Manusia yang berkuasa dan menduduki status tinggi sosial-ekonomi dengan segenap keangkuhan akan merasa hidupnya tidak aman. Ia merasa selalu diincar oleh orang-orang miskin itu. Tiap nafasnya membisikkan kewaspadaan; takut hartanya dijarah, jangan-jangan orang akan menipu dan diam-diam merebut pekerjaannya, nyawanya terancam, hidupnya terganggu, atau takut dijatuhkan orang-orang miskin atau para pengangguran yang brengsek, orang-orang terbuang, orang-orang kalah dan yang menderita dihimpit kenyataan tak terelakkan. Ketika kekayaan dan kekuasaan hanya beredar di kalangan orang-orang kaya dan berkuasa belaka, maka di luar itu adalah rimba belantara di antara pohon-pohon beton yang melubangi langit raya. Orang-orang sial yang adalah korban kemudian jadi lelucon orang-orang mujur itu berpikir—juga berspekulasi, atau meyakinkan diri, bahwa semua kesialannya juga dapat dialami dan dirasakan orang-orang mujur. Siapa pun. Ia meyakinkan dirinya, kesialan terjadi pada dirinya karena ketidakadilan dan penindasan orang-orang mujur yang harum dan terawat. “I used to think my life was a tragedy, but now i realize it’s a comedy,” katanya. Ia berpikir, hidupnya hanyalah tragedi. Ketakmujuran-ketakmujuran yang tak pernah ia harapkan, tapi yang tak terelakkan. Namun ketika melihat perbuatan dan pandangan orang terhadap hidupnya, ia tak lebih komedi. Lantaran orang melihat kemujuran itu di sana. Ada sebentang jarak antara aku dan tragedi: ketakterlibatan. Sehingga bagi aku—yang berada dalam jarak dengan tragedi itu, tragedi cuma lelucon, kelucuan sehabis makan siang.

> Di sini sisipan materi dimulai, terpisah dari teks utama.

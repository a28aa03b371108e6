//! Feed source set configuration.
//!
//! The set of feed URLs a sweep covers is declared in a YAML file
//! (`config/feeds.yaml` by default) so sources can be added without a
//! redeploy.

use std::path::Path;

use serde::Deserialize;

use crate::config::ConfigError;

#[derive(Debug, Clone, Deserialize)]
pub struct FeedsConfig {
    /// Human-readable label recorded on every run this set triggers.
    pub source_label: String,
    pub urls: Vec<String>,
}

/// Load the feed source set from a YAML file.
///
/// # Errors
///
/// Returns [`ConfigError::FeedsFile`] if the file cannot be read or parsed,
/// or declares no URLs.
pub fn load_feeds_config(path: &Path) -> Result<FeedsConfig, ConfigError> {
    let raw = std::fs::read_to_string(path).map_err(|e| ConfigError::FeedsFile {
        path: path.display().to_string(),
        reason: e.to_string(),
    })?;

    let config: FeedsConfig =
        serde_yaml::from_str(&raw).map_err(|e| ConfigError::FeedsFile {
            path: path.display().to_string(),
            reason: e.to_string(),
        })?;

    if config.urls.is_empty() {
        return Err(ConfigError::FeedsFile {
            path: path.display().to_string(),
            reason: "no feed urls declared".to_string(),
        });
    }

    Ok(config)
}

#[cfg(test)]
mod tests {
    use super::*;

    #[test]
    fn parses_feeds_yaml() {
        let yaml = "source_label: \"nightly sweep\"\nurls:\n  - https://a.test/feed.xml\n  - https://b.test/jobs.rss\n";
        let config: FeedsConfig = serde_yaml::from_str(yaml).expect("valid feeds yaml");
        assert_eq!(config.source_label, "nightly sweep");
        assert_eq!(config.urls.len(), 2);
    }

    #[test]
    fn missing_file_is_a_config_error() {
        let result = load_feeds_config(Path::new("/nonexistent/feeds.yaml"));
        assert!(matches!(result, Err(ConfigError::FeedsFile { .. })));
    }
}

Sosok Joker selalu menjadi idola. Tak banyak orang mengidolakan sosok Batman atau Robin secara histeris seperti orang mengidolakan Joker. Mungkin sebagian—dengan diam-diam, para pengagum Batman sesungguhnya mengidolakan Joker. Tanpa Joker, tak mungkin ada Batman yang juga muncul dari kegelapan. Batman yang menyimpan dendam lain dari kemapanan dan kepatutan, yakni trauma kematian kedua orangtuanya yang kaya raya itu di tangan orang miskin. Jika di situ ada Joker, maka di sini ada Batman. Tapi Joker bukan Fir’aun, dan Batman bukan Musa. Barangkali benar Carl Jung, ada bayangan di balik diri manusia itu. Itulah insting kebinatangan yang dirahasiakan secara ketat di balik diri. Menjelma identitas. Kegetiran, kesialan, dan ketidakadilan yang dialaminya, membuat ia memakai insting kebinatangan itu untuk melawan dan mengutuk kemapanan hidup. Hidup yang telah mencurangi dan memerasnya. Sigmund Freud meyakini, semua orang punya potensi dan keinginan kuat melakukan kejahatan. Apa yang disebut Nietzsche sebagai kehendak untuk berkuasa. Namun norma dan moralitas telah memenjara kebinatangan itu. Bagaikan Adam yang dilarang mendekati pohon larangan di Taman Eden. Pemenjaraan kebinatangan itu mengakibatkan depresi. Sehingga ia sesungguhnya memerlukan pelepasan. Maka kejahatan verbal terjadi. Orang gemar menertawakan kesialan orang lain, baik kesialan yang disebabkan suatu peristiwa atau kesialan bawaan seperti misalnya cacat pada tubuh. Tatkala Joker dengan terang-terangan mengumbar kebinatangannya karena dendam dan kepahitan hidup, kita berbondong-bondong mengidolakannya. Seolah wajar saja ia menuntut keadilan di tengah hukum yang tak pernah memberikan keadilan. Lantaran apa yang sesungguhnya dilakukan dan diinginkan Joker tak lain adalah keinginan dan hasrat semua orang, apakah ia orang mujur atau orang celaka, orang terhormat atau tidak terhormat.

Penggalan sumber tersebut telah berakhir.